_Work required_
The full set of entries is to be returned word for word.
Records for processing: Begin
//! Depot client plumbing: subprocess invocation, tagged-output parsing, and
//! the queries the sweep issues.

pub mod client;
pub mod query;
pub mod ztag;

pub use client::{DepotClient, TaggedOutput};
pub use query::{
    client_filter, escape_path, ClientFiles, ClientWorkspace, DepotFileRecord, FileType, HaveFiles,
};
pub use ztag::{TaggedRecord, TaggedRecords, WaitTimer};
Records for processing: End
_Exercise result_
//! Depot client plumbing: subprocess invocation, tagged-output parsing, and
//! the queries the sweep issues.

pub mod client;
pub mod query;
pub mod ztag;

pub use client::{DepotClient, TaggedOutput};
pub use query::{
    client_filter, escape_path, ClientFiles, ClientWorkspace, DepotFileRecord, FileType, HaveFiles,
};
pub use ztag::{TaggedRecord, TaggedRecords, WaitTimer};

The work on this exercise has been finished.